The US Navy’s USS Theodore Roosevelt aircraft carrier has reached the Philippines, and it looks like China has jamming equipment in the South China Sea. While jamming isn’t anywhere near shooting, the provocative activity “could lead to an escalatory pattern that could be negative for both sides,” and the US will “not look kindly” on the practice, according to an expert. US officials told the Wall Street Journal early in April that intelligence officers detected China moving radar and communications jamming equipment to the South China Sea.

For those familiar with these operations, this type of attack is not surprising, and teams anticipate disruption with a combination of tools. Using a multi-domain modeling system prepares operators by analyzing GPS reception in an operations area, and if that will interfere with the aircraft’s reception of GPS signals.

The U.S. Army wants drone-mounted cell phone jammer now to dominate future electronic warfare and is switching to a little-understood and lightly regulated contracting method to get them.

The Russians began jamming some smaller U.S. drones several weeks ago, the officials said, after a series of suspected chemical weapons attacks on civilians in rebel-held eastern Ghouta. The Russian military was concerned the U.S. military would retaliate for the attacks and began jamming the GPS systems of drones operating in the area, the officials explained.

According to the U.S. Army’s Asymmetric Warfare Group, the Russian military has invested heavily in electronic warfare gear in recent years, and its units “layer these systems to shut down FM, SATCOM, cellular, GPS, and other signals.” Russian forces have used these jamming capabilities before. During the Ukraine crisis in 2014, Russian forces grounded a U.N. surveillance drone fleet during operations in Eastern Ukraine using GPS signal jammer, and Ukrainian forces reported widespread comms degradation. Last year, the U.S. Maritime Administration reported a GPS spoofing attack off the Russian Black Sea port of Novorossiysk, which caused the GPS displays on multiple merchant ships to show incorrect positions. The incident was not definitively linked to Russian forces, but reports indicate that it affected at least 20 ships.

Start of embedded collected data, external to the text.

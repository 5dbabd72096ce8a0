//! Category value object - the top-level groupings of an installed tree
//!
//! - `Skills`: directory-valued units, recognized by the marker file
//! - `Workflows`, `Rules`, `Standards`: flat, file-valued units (`*.md`)

use serde::{Deserialize, Serialize};

/// Extension that identifies file-valued units and rewritable content
pub const MARKDOWN_EXTENSION: &str = "md";

/// Category of installed content
#[derive(Debug, Clone, Copy, PartialEq, Eq, Hash, PartialOrd, Ord, Serialize, Deserialize)]
#[serde(rename_all = "lowercase")]
pub enum Category {
    Skills,
    Workflows,
    Rules,
    Standards,
}

impl Category {
    pub const ALL: [Category; 4] = [
        Category::Skills,
        Category::Workflows,
        Category::Rules,
        Category::Standards,
    ];

    /// Subdirectories every install creates up front. `standards/` only
    /// appears when the factory ships one.
    pub const SCAFFOLD: [Category; 3] = [Category::Skills, Category::Rules, Category::Workflows];

    /// Directory name inside both the factory and the target root
    pub fn dir_name(&self) -> &'static str {
        match self {
            Category::Skills => "skills",
            Category::Workflows => "workflows",
            Category::Rules => "rules",
            Category::Standards => "standards",
        }
    }

    /// Returns true for categories whose units are whole directories
    pub fn is_directory_valued(&self) -> bool {
        matches!(self, Category::Skills)
    }

    /// Parse a directory name back into a category
    pub fn from_dir_name(name: &str) -> Option<Self> {
        Self::ALL.into_iter().find(|c| c.dir_name() == name)
    }
}

impl std::fmt::Display for Category {
    fn fmt(&self, f: &mut std::fmt::Formatter<'_>) -> std::fmt::Result {
        f.write_str(self.dir_name())
    }
}

/// Returns true when `name` ends in `.md` (ASCII case-insensitive)
pub fn is_markdown(name: &str) -> bool {
    name.rsplit_once('.').is_some_and(|(stem, ext)| {
        !stem.is_empty() && ext.eq_ignore_ascii_case(MARKDOWN_EXTENSION)
    })
}

#[cfg(test)]
mod tests {
    use super::*;

    #[test]
    fn only_skills_are_directory_valued() {
        assert!(Category::Skills.is_directory_valued());
        assert!(!Category::Workflows.is_directory_valued());
        assert!(!Category::Rules.is_directory_valued());
        assert!(!Category::Standards.is_directory_valued());
    }

    #[test]
    fn dir_name_round_trips() {
        for category in Category::ALL {
            assert_eq!(Category::from_dir_name(category.dir_name()), Some(category));
        }
        assert_eq!(Category::from_dir_name("_standards"), None);
    }

    #[test]
    fn display_matches_dir_name() {
        assert_eq!(Category::Workflows.to_string(), "workflows");
    }

    #[test]
    fn markdown_detection() {
        assert!(is_markdown("GIT.md"));
        assert!(is_markdown("notes.MD"));
        assert!(!is_markdown("script.py"));
        assert!(!is_markdown("README"));
        assert!(!is_markdown(".md"));
    }
}
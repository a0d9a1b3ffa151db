use std::sync::atomic::{AtomicUsize, Ordering};
use std::thread;
use std::time::Duration;

use crossbeam_deque::{Injector, Steal, Stealer, Worker};
use rand::distributions::{Distribution, Uniform};
use rand::thread_rng;
use scoped_threadpool::Pool;

use crate::gc::heap::PageMap;
use crate::gc::worklist::GrayStack;
use crate::gc::Address;

// below this many gray objects the parallel drain is not worth it
const PARALLEL_THRESHOLD: usize = 64;

const LOCAL_MAXIMUM: usize = 64;

/// What marking needs to know about the heap: which objects are condemned.
#[derive(Copy, Clone)]
pub struct MarkContext<'a> {
    page_map: &'a PageMap,
    condemned: usize,
}

impl<'a> MarkContext<'a> {
    pub fn new(page_map: &'a PageMap, condemned: usize) -> MarkContext<'a> {
        MarkContext {
            page_map,
            condemned,
        }
    }

    pub fn condemned(&self) -> usize {
        self.condemned
    }

    #[inline(always)]
    pub fn is_condemned(&self, addr: Address) -> bool {
        self.page_map.is_condemned(addr, self.condemned)
    }

    /// White -> gray for condemned objects. Returns true if the caller has
    /// to push the object.
    #[inline(always)]
    pub fn try_mark(&self, addr: Address) -> bool {
        self.is_condemned(addr) && addr.to_obj().header().try_mark()
    }

    /// objects outside the condemned generations are live by definition
    #[inline(always)]
    pub fn is_live(&self, addr: Address) -> bool {
        !self.is_condemned(addr) || addr.to_obj().header().is_marked()
    }

    /// gray -> black, pushes newly grayed children
    #[inline(always)]
    fn trace<F>(&self, object: Address, mut push: F)
    where
        F: FnMut(Address),
    {
        let obj = object.to_obj();
        obj.header().set_scanned();

        obj.visit_reference_fields(|slot| {
            let field = slot.get();

            if self.try_mark(field) {
                push(field);
            }
        });
    }
}

/// Drains the gray objects until no gray object is left. Returns the
/// number of objects scanned.
pub fn drain(ctx: MarkContext, gray: Vec<Address>, pool: &mut Pool, workers: usize) -> usize {
    if workers <= 1 || gray.len() < PARALLEL_THRESHOLD {
        let mut stack = GrayStack::new();

        for object in gray {
            stack.push(object);
        }

        drain_serial(ctx, &mut stack)
    } else {
        drain_parallel(ctx, gray, pool, workers)
    }
}

pub fn drain_serial(ctx: MarkContext, stack: &mut GrayStack) -> usize {
    let mut scanned = 0;

    while let Some(object) = stack.pop() {
        ctx.trace(object, |child| stack.push(child));
        scanned += 1;
    }

    scanned
}

fn drain_parallel(ctx: MarkContext, gray: Vec<Address>, pool: &mut Pool, workers: usize) -> usize {
    let injector: Injector<Address> = Injector::new();

    for object in gray {
        injector.push(object);
    }

    let mut deques = Vec::with_capacity(workers);
    let mut stealers = Vec::with_capacity(workers);

    for _ in 0..workers {
        let w = Worker::new_lifo();
        stealers.push(w.stealer());
        deques.push(w);
    }

    let terminator = Terminator::new(workers);
    let scanned = AtomicUsize::new(0);

    pool.scoped(|scope| {
        for (task_id, worker) in deques.into_iter().enumerate() {
            let injector = &injector;
            let stealers = &stealers;
            let terminator = &terminator;
            let scanned = &scanned;

            scope.execute(move || {
                let mut task = MarkingTask {
                    task_id,
                    ctx,
                    local: Vec::with_capacity(LOCAL_MAXIMUM),
                    worker,
                    injector,
                    stealers,
                    terminator,
                    scanned: 0,
                };

                task.run();
                scanned.fetch_add(task.scanned, Ordering::Relaxed);
            });
        }
    });

    let scanned = scanned.load(Ordering::Relaxed);
    log::trace!("parallel marking with {} workers scanned {} objects", workers, scanned);
    scanned
}

struct MarkingTask<'a> {
    task_id: usize,
    ctx: MarkContext<'a>,
    local: Vec<Address>,
    worker: Worker<Address>,
    injector: &'a Injector<Address>,
    stealers: &'a [Stealer<Address>],
    terminator: &'a Terminator,
    scanned: usize,
}

impl<'a> MarkingTask<'a> {
    fn run(&mut self) {
        loop {
            let object = if let Some(object) = self.pop() {
                object
            } else if self.terminator.try_terminate() {
                break;
            } else {
                continue;
            };

            let ctx = self.ctx;
            let mut children = Vec::new();
            ctx.trace(object, |child| children.push(child));

            for child in children {
                self.push(child);
            }

            self.scanned += 1;
        }
    }

    fn push(&mut self, object: Address) {
        if self.local.len() < LOCAL_MAXIMUM {
            self.local.push(object);
        } else {
            self.worker.push(object);
        }
    }

    fn pop(&mut self) -> Option<Address> {
        self.pop_local()
            .or_else(|| self.pop_worker())
            .or_else(|| self.pop_global())
            .or_else(|| self.steal())
    }

    fn pop_local(&mut self) -> Option<Address> {
        self.local.pop()
    }

    fn pop_worker(&mut self) -> Option<Address> {
        self.worker.pop()
    }

    fn pop_global(&mut self) -> Option<Address> {
        loop {
            match self.injector.steal_batch_and_pop(&self.worker) {
                Steal::Empty => break,
                Steal::Success(object) => return Some(object),
                Steal::Retry => continue,
            }
        }

        None
    }

    fn steal(&self) -> Option<Address> {
        if self.stealers.len() == 1 {
            return None;
        }

        let mut rng = thread_rng();
        let range = Uniform::new(0, self.stealers.len());

        for _ in 0..2 * self.stealers.len() {
            let mut stealer_id = self.task_id;

            while stealer_id == self.task_id {
                stealer_id = range.sample(&mut rng);
            }

            let stealer = &self.stealers[stealer_id];

            loop {
                match stealer.steal_batch_and_pop(&self.worker) {
                    Steal::Empty => break,
                    Steal::Success(object) => return Some(object),
                    Steal::Retry => continue,
                }
            }
        }

        None
    }
}

/// Counts workers that still may produce work. Marking is done once all
/// of them ran out of work at the same time.
pub struct Terminator {
    nworkers: AtomicUsize,
}

impl Terminator {
    pub fn new(nworkers: usize) -> Terminator {
        Terminator {
            nworkers: AtomicUsize::new(nworkers),
        }
    }

    pub fn try_terminate(&self) -> bool {
        if self.decrease_workers() {
            return true;
        }

        thread::sleep(Duration::from_micros(1));
        self.zero_or_increase_workers()
    }

    fn decrease_workers(&self) -> bool {
        self.nworkers.fetch_sub(1, Ordering::SeqCst) == 1
    }

    fn zero_or_increase_workers(&self) -> bool {
        let mut nworkers = self.nworkers.load(Ordering::Relaxed);

        loop {
            if nworkers == 0 {
                return true;
            }

            match self.nworkers.compare_exchange(
                nworkers,
                nworkers + 1,
                Ordering::SeqCst,
                Ordering::Relaxed,
            ) {
                Ok(_) => return false,
                Err(actual) => nworkers = actual,
            }
        }
    }
}

#[cfg(test)]
mod tests {
    use super::*;
    use crate::gc::heap::{Heap, PAGE_SIZE};
    use crate::object::{initialize_object, Color, TypeDescriptor, TypeRef};

    struct Graph {
        heap: Heap,
        nodes: Vec<Address>,
        anchor: Address,
    }

    // a chain of nodes, every node also points to a shared anchor
    fn chain(length: usize) -> Graph {
        let ty = TypeRef::register(TypeDescriptor::fixed("Node", 2, &[0, 1]));
        let mut heap = Heap::new(16 * PAGE_SIZE).expect("reservation failed");
        let size = ty.object_size(0);

        let mut allocate = || {
            let address = heap.allocate(0, size).expect("heap full");
            unsafe { initialize_object(address, ty, 0, size) };
            address
        };

        let anchor = allocate();
        let nodes: Vec<Address> = (0..length).map(|_| allocate()).collect();

        for pair in nodes.windows(2) {
            pair[0].to_obj().field(0).set(pair[1]);
        }

        for &node in &nodes {
            node.to_obj().field(1).set(anchor);
        }

        Graph {
            heap,
            nodes,
            anchor,
        }
    }

    #[test]
    fn test_serial_marks_reachable() {
        let graph = chain(100);
        let ctx = MarkContext::new(graph.heap.page_map(), 0);

        let mut stack = GrayStack::new();
        assert!(ctx.try_mark(graph.nodes[50]));
        stack.push(graph.nodes[50]);
        assert!(!ctx.try_mark(graph.nodes[50]));

        assert_eq!(51, drain_serial(ctx, &mut stack));

        assert_eq!(Color::Black, graph.anchor.to_obj().header().color());

        for (idx, &node) in graph.nodes.iter().enumerate() {
            let expected = if idx >= 50 {
                Color::Black
            } else {
                Color::White
            };
            assert_eq!(expected, node.to_obj().header().color(), "node {}", idx);
        }
    }

    #[test]
    fn test_outside_condemned_is_live() {
        let graph = chain(4);
        let ctx = MarkContext::new(graph.heap.page_map(), 0);

        assert!(!ctx.is_live(graph.nodes[1]));
        assert!(ctx.is_live(Address::from(0x10)));
        assert!(!ctx.try_mark(Address::null()));
    }

    #[test]
    fn test_parallel_marks_everything() {
        let graph = chain(2000);
        let ctx = MarkContext::new(graph.heap.page_map(), 0);
        let mut pool = Pool::new(4);

        let gray: Vec<Address> = graph
            .nodes
            .iter()
            .step_by(20)
            .copied()
            .filter(|&node| ctx.try_mark(node))
            .collect();
        assert_eq!(100, gray.len());

        assert_eq!(2001, drain(ctx, gray, &mut pool, 4));
        assert!(graph
            .nodes
            .iter()
            .all(|node| node.to_obj().header().color() == Color::Black));
    }

    #[test]
    fn test_terminator() {
        let terminator = Terminator::new(1);
        assert!(terminator.try_terminate());
    }
}
//! A stop-the-world, generational mark/sweep/compact collector.
//!
//! The collector talks to its host only through [`GcToEe`]. [`Vm`] is a
//! small execution engine implementing it, used by the tests and the
//! `gengc` driver.

mod error;
mod flags;
mod gc;
mod interface;
mod mem;
mod object;
mod os;
mod safepoint;
mod threads;
mod timer;
mod vm;

pub use crate::error::{fatal_error, FatalError, GcError};
pub use crate::flags::{CompactionMode, GcFlags, MemSize};
pub use crate::gc::handles::{HandleKind, ObjectHandle};
pub use crate::gc::heap::{GENERATIONS, LARGE_OBJECT_SIZE, MAX_GENERATION, PAGE_SIZE};
pub use crate::gc::pinning::{PinStats, PinType};
pub use crate::gc::root::{PromoteFlags, PromoteFn, ScanContext, Slot};
pub use crate::gc::tlab::AllocationContext;
pub use crate::gc::{
    formatted_size, Address, CollectorState, Gc, GcReason, HeapStats, Region, K, M,
};
pub use crate::interface::{GcConfig, GcToEe, SuspendReason, SurvivorRecord};
pub use crate::object::{Obj, ObjectKind, TypeDescriptor, TypeRef};
pub use crate::safepoint::{Coordinator, SuspendState};
pub use crate::threads::{MutatorThread, ThreadState, Threads};
pub use crate::timer::Timer;
pub use crate::vm::{GcEvent, Local, Mutator, StaticRoot, Vm, VmConfig};
use std::f32;
use std::fmt;
use std::time::Instant;

use crate::flags::GcFlags;
use crate::gc::heap::{GENERATIONS, MAX_GENERATION};
use crate::gc::pinning::{PinStats, PinType};
use crate::gc::{formatted_size, AllNumbers, CollectionStats, GcReason};

/// What a finished cycle reports back to the controller.
#[derive(Copy, Clone, Debug, Default)]
pub struct CycleOutcome {
    /// bytes promoted into each generation
    pub promoted: [usize; GENERATIONS],
    pub copied: usize,
    pub freed: usize,
    pub late_pinned: usize,
    /// bytes used by all generations after the cycle
    pub memory_size: usize,
    /// bytes used by the oldest generation after the cycle
    pub old_size: usize,
}

impl CycleOutcome {
    pub fn total_promoted(&self) -> usize {
        self.promoted.iter().sum()
    }
}

/// Allocation budgets per generation, condemned generation selection and
/// the statistics of all collections so far.
pub struct HeapController {
    min_heap_size: usize,

    budgets: [usize; GENERATIONS],
    allocated: [usize; GENERATIONS],
    full_requested: bool,

    gc_start: Option<Instant>,
    start_memory_size: usize,
    end_memory_size: usize,

    pub last: CycleOutcome,
    total_promoted: usize,
    total_freed: usize,

    collections: Vec<CollectionStats>,
    minor_phases: Vec<CollectionPhases>,
    full_phases: Vec<CollectionPhases>,
    pin_stats: PinStats,
}

impl HeapController {
    pub fn new(flags: &GcFlags) -> HeapController {
        assert!(flags.min_heap_size <= flags.max_heap_size);

        HeapController {
            min_heap_size: flags.min_heap_size,

            budgets: [flags.gen0_budget, flags.gen1_budget, flags.min_heap_size],
            allocated: [0; GENERATIONS],
            full_requested: false,

            gc_start: None,
            start_memory_size: 0,
            end_memory_size: 0,

            last: CycleOutcome::default(),
            total_promoted: 0,
            total_freed: 0,

            collections: (0..GENERATIONS).map(|_| CollectionStats::new()).collect(),
            minor_phases: Vec::new(),
            full_phases: Vec::new(),
            pin_stats: PinStats::default(),
        }
    }

    pub fn record_allocation(&mut self, generation: usize, size: usize) {
        self.allocated[generation] += size;
    }

    pub fn allocated(&self, generation: usize) -> usize {
        self.allocated[generation]
    }

    pub fn budget(&self, generation: usize) -> usize {
        self.budgets[generation]
    }

    pub fn budget_exhausted(&self, generation: usize) -> bool {
        self.allocated[generation] >= self.budgets[generation]
    }

    /// the next collection condemns the whole heap
    pub fn request_full(&mut self) {
        self.full_requested = true;
    }

    /// Picks the oldest generation to condemn. Older generations whose
    /// budget ran out are collected along with the requested one.
    pub fn select_condemned(&self, requested: Option<usize>) -> usize {
        let mut condemned = requested.unwrap_or(0).min(MAX_GENERATION);

        if self.full_requested {
            return MAX_GENERATION;
        }

        for generation in condemned + 1..=MAX_GENERATION {
            if self.budget_exhausted(generation) {
                condemned = generation;
            }
        }

        condemned
    }

    pub fn start(&mut self, memory_size: usize) {
        self.gc_start = Some(Instant::now());
        self.start_memory_size = memory_size;
    }

    /// Books a finished cycle and recomputes the budgets. Returns the
    /// pause in milliseconds.
    pub fn stop(
        &mut self,
        condemned: usize,
        reason: GcReason,
        outcome: CycleOutcome,
        pins: PinStats,
        flags: &GcFlags,
    ) -> f32 {
        let gc_duration = self.gc_start.take().expect("not started").elapsed();
        let gc_duration_ms = gc_duration.as_secs_f32() * 1000.0f32;

        for generation in 0..=condemned {
            self.allocated[generation] = 0;
        }

        // promotion into a generation that was not collected uses up its budget
        for generation in condemned + 1..GENERATIONS {
            self.allocated[generation] += outcome.promoted[generation];
        }

        if condemned == MAX_GENERATION {
            self.full_requested = false;
            self.budgets[MAX_GENERATION] = outcome.old_size.max(self.min_heap_size);
        }

        if outcome.late_pinned > 0 {
            // promotion ran out of space
            self.request_full();
        }

        self.end_memory_size = outcome.memory_size;
        self.last = outcome;
        self.total_promoted += outcome.total_promoted();
        self.total_freed += outcome.freed;
        self.pin_stats.add(&pins);

        self.collections[condemned].add(gc_duration_ms);

        if flags.gc_stats {
            let phases = if condemned == MAX_GENERATION {
                self.full_phases.last_mut()
            } else {
                self.minor_phases.last_mut()
            };

            if let Some(phases) = phases {
                phases.total = gc_duration_ms;
            }
        }

        if flags.gc_verbose {
            self.print(condemned, reason, gc_duration_ms);
        }

        gc_duration_ms
    }

    fn print(&self, condemned: usize, reason: GcReason, gc_duration: f32) {
        log::info!(
            "GC: gen{} ({}) {} -> {}; {:.2} ms; {} promoted; {} copied; {} freed",
            condemned,
            reason,
            formatted_size(self.start_memory_size),
            formatted_size(self.end_memory_size),
            gc_duration,
            formatted_size(self.last.total_promoted()),
            formatted_size(self.last.copied),
            formatted_size(self.last.freed),
        );
    }

    pub fn add_phases(&mut self, condemned: usize, phases: CollectionPhases) {
        if condemned == MAX_GENERATION {
            self.full_phases.push(phases);
        } else {
            self.minor_phases.push(phases);
        }
    }

    pub fn collections(&self, generation: usize) -> usize {
        self.collections[generation].collections()
    }

    pub fn total_pause(&self) -> f32 {
        self.collections.iter().map(|stats| stats.pause()).sum()
    }

    pub fn pin_stats(&self) -> &PinStats {
        &self.pin_stats
    }

    pub fn dump_summary(&self, runtime: f32) {
        let total_gc = self.total_pause();
        let minor_pause = self.collections[0].pause() + self.collections[1].pause();
        let full_pause = self.collections[MAX_GENERATION].pause();
        let (mutator_percentage, gc_percentage) = percentage(total_gc, runtime);
        let mutator = runtime - total_gc;

        println!("GC stats: total={:.1}", runtime);
        println!("GC stats: mutator={:.1}", mutator);
        println!("GC stats: collection={:.1}", total_gc);
        println!("GC stats: collection-minor={:.1}", minor_pause);
        println!("GC stats: collection-full={:.1}", full_pause);
        println!();

        for (generation, stats) in self.collections.iter().enumerate() {
            println!(
                "GC stats: gen{}-collections={}",
                generation,
                stats.collections()
            );
            println!("GC stats: gen{}-pauses={}", generation, stats.pauses());
        }

        println!();
        println!(
            "GC stats: promoted={} freed={}",
            formatted_size(self.total_promoted),
            formatted_size(self.total_freed)
        );

        for ty in [PinType::Stack, PinType::StaticData, PinType::Other] {
            println!(
                "GC stats: pins-{}={}",
                ty,
                self.pin_stats.staged[ty.index()]
            );
        }

        println!(
            "GC stats: pinned-objects={} ({})",
            self.pin_stats.pinned_objects,
            formatted_size(self.pin_stats.pinned_bytes)
        );
        println!("GC stats: pin-queue-overflows={}", self.pin_stats.overflows);
        println!();

        println!("GC stats: minor-total={}", all(&self.minor_phases, |p| p.total));
        println!("GC stats: minor-roots={}", all(&self.minor_phases, |p| p.roots));
        println!("GC stats: minor-marking={}", all(&self.minor_phases, |p| p.marking));
        println!("GC stats: full-total={}", all(&self.full_phases, |p| p.total));
        println!("GC stats: full-marking={}", all(&self.full_phases, |p| p.marking));
        println!("GC stats: full-sweep={}", all(&self.full_phases, |p| p.sweep));
        println!("GC stats: full-evacuate={}", all(&self.full_phases, |p| p.evacuate));
        println!(
            "GC stats: full-update-refs={}",
            all(&self.full_phases, |p| p.update_refs)
        );
        println!();

        println!(
            "GC summary: {:.1}ms minor ({}), {:.1}ms full ({}), {:.1}ms collection, {:.1}ms mutator, {:.1}ms total ({}% mutator, {}% GC)",
            minor_pause,
            self.collections[0].collections() + self.collections[1].collections(),
            full_pause,
            self.collections[MAX_GENERATION].collections(),
            total_gc,
            mutator,
            runtime,
            mutator_percentage,
            gc_percentage,
        );

        println!("\nMinor:");
        println!("\tRoots:\t\t{}", numbers(&self.minor_phases, |p| p.roots));
        println!("\tMarking:\t{}", numbers(&self.minor_phases, |p| p.marking));
        println!("\tSweep:\t\t{}", numbers(&self.minor_phases, |p| p.sweep));
        println!("\tEvacuate:\t{}", numbers(&self.minor_phases, |p| p.evacuate));
        println!("\tTotal:\t\t{}", numbers(&self.minor_phases, |p| p.total));

        println!("\nFull:");
        println!("\tRoots:\t\t{}", numbers(&self.full_phases, |p| p.roots));
        println!("\tMarking:\t{}", numbers(&self.full_phases, |p| p.marking));
        println!("\tSweep:\t\t{}", numbers(&self.full_phases, |p| p.sweep));
        println!("\tEvacuate:\t{}", numbers(&self.full_phases, |p| p.evacuate));
        println!("\tUpdate Refs:\t{}", numbers(&self.full_phases, |p| p.update_refs));
        println!("\tTotal:\t\t{}", numbers(&self.full_phases, |p| p.total));
        println!();
    }
}

fn percentage(total_gc: f32, runtime: f32) -> (f32, f32) {
    if runtime <= 0.0 {
        return (100.0, 0.0);
    }

    let gc_percentage = ((total_gc / runtime) * 100.0).round();
    (100.0 - gc_percentage, gc_percentage)
}

fn all<F>(phases: &[CollectionPhases], f: F) -> AllNumbers
where
    F: Fn(&CollectionPhases) -> f32,
{
    AllNumbers(phases.iter().map(f).collect())
}

fn numbers<F>(phases: &[CollectionPhases], f: F) -> Numbers
where
    F: Fn(&CollectionPhases) -> f32,
{
    let values: Vec<_> = phases.iter().map(f).collect();
    calculate_numbers(&values)
}

pub struct Numbers {
    pub avg: f32,
    pub sum: f32,
    pub min: f32,
    pub max: f32,
}

impl Numbers {
    fn zero() -> Numbers {
        Numbers {
            avg: 0f32,
            sum: 0f32,
            min: 0f32,
            max: 0f32,
        }
    }
}

impl fmt::Display for Numbers {
    fn fmt(&self, f: &mut fmt::Formatter) -> fmt::Result {
        write!(
            f,
            "avg={:<8.1} sum={:<8.1} min={:<8.1} max={:<8.1}",
            self.avg, self.sum, self.min, self.max
        )
    }
}

fn calculate_numbers(data: &[f32]) -> Numbers {
    if data.is_empty() {
        return Numbers::zero();
    }

    let mut sum = 0f32;
    let mut xmin = data[0];
    let mut xmax = data[0];

    for el in data {
        sum += *el;
        xmin = f32::min(xmin, *el);
        xmax = f32::max(xmax, *el);
    }

    let avg = sum / (data.len() as f32);

    Numbers {
        avg,
        sum,
        min: xmin,
        max: xmax,
    }
}

/// Phase timings of one collection in milliseconds, recorded with
/// `gc_stats`.
#[derive(Clone, Debug, Default)]
pub struct CollectionPhases {
    pub roots: f32,
    pub marking: f32,
    pub sweep: f32,
    pub evacuate: f32,
    pub update_refs: f32,
    pub total: f32,
}

impl CollectionPhases {
    pub fn new() -> CollectionPhases {
        CollectionPhases::default()
    }
}

#[cfg(test)]
mod tests {
    use super::*;

    #[test]
    fn test_select_condemned() {
        let flags = GcFlags::default();
        let mut controller = HeapController::new(&flags);

        assert_eq!(0, controller.select_condemned(None));
        assert_eq!(1, controller.select_condemned(Some(1)));

        controller.record_allocation(1, flags.gen1_budget);
        assert_eq!(1, controller.select_condemned(None));

        controller.request_full();
        assert_eq!(MAX_GENERATION, controller.select_condemned(Some(0)));
    }

    #[test]
    fn test_stop_resets_budgets() {
        let flags = GcFlags::default();
        let mut controller = HeapController::new(&flags);

        controller.record_allocation(0, flags.gen0_budget);
        assert!(controller.budget_exhausted(0));

        controller.start(flags.gen0_budget);
        let outcome = CycleOutcome {
            promoted: [0, 1024, 0],
            ..CycleOutcome::default()
        };
        controller.stop(0, GcReason::AllocationFailure, outcome, PinStats::default(), &flags);

        assert!(!controller.budget_exhausted(0));
        assert_eq!(1024, controller.allocated(1));
        assert_eq!(1, controller.collections(0));
        assert_eq!(0, controller.collections(MAX_GENERATION));
    }

    #[test]
    fn test_full_collection_adjusts_old_budget() {
        let flags = GcFlags::default();
        let mut controller = HeapController::new(&flags);

        controller.request_full();
        controller.start(0);
        let outcome = CycleOutcome {
            old_size: 4 * flags.min_heap_size,
            late_pinned: 0,
            ..CycleOutcome::default()
        };
        controller.stop(
            MAX_GENERATION,
            GcReason::Induced,
            outcome,
            PinStats::default(),
            &flags,
        );

        assert_eq!(4 * flags.min_heap_size, controller.budget(MAX_GENERATION));
        assert_eq!(0, controller.select_condemned(None));
    }

    #[test]
    fn test_promotion_charges_older_generations() {
        let flags = GcFlags::default();
        let mut controller = HeapController::new(&flags);

        controller.start(0);
        let outcome = CycleOutcome {
            promoted: [0, 4096, 512],
            ..CycleOutcome::default()
        };
        controller.stop(1, GcReason::Induced, outcome, PinStats::default(), &flags);

        assert_eq!(0, controller.allocated(1));
        assert_eq!(512, controller.allocated(MAX_GENERATION));

        controller.start(0);
        let outcome = CycleOutcome {
            late_pinned: 1,
            ..CycleOutcome::default()
        };
        controller.stop(0, GcReason::AllocationFailure, outcome, PinStats::default(), &flags);
        assert_eq!(MAX_GENERATION, controller.select_condemned(None));
    }

    #[test]
    fn test_calculate_numbers() {
        let numbers = calculate_numbers(&[1.0, 3.0, 2.0]);
        assert_eq!(6.0, numbers.sum);
        assert_eq!(1.0, numbers.min);
        assert_eq!(3.0, numbers.max);
        assert_eq!(2.0, numbers.avg);
    }
}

The US Navy’s USS Theodore Roosevelt aircraft carrier has reached the Philippines, and it looks like China has jamming equipment in the South China Sea. While jamming isn’t anywhere near shooting, the provocative activity “could lead to an escalatory pattern that could be negative for both sides,” and the US will “not look kindly” on the practice, according to an expert. US officials told the Wall Street Journal early in April that intelligence officers detected China moving radar and communications jamming equipment to the South China Sea.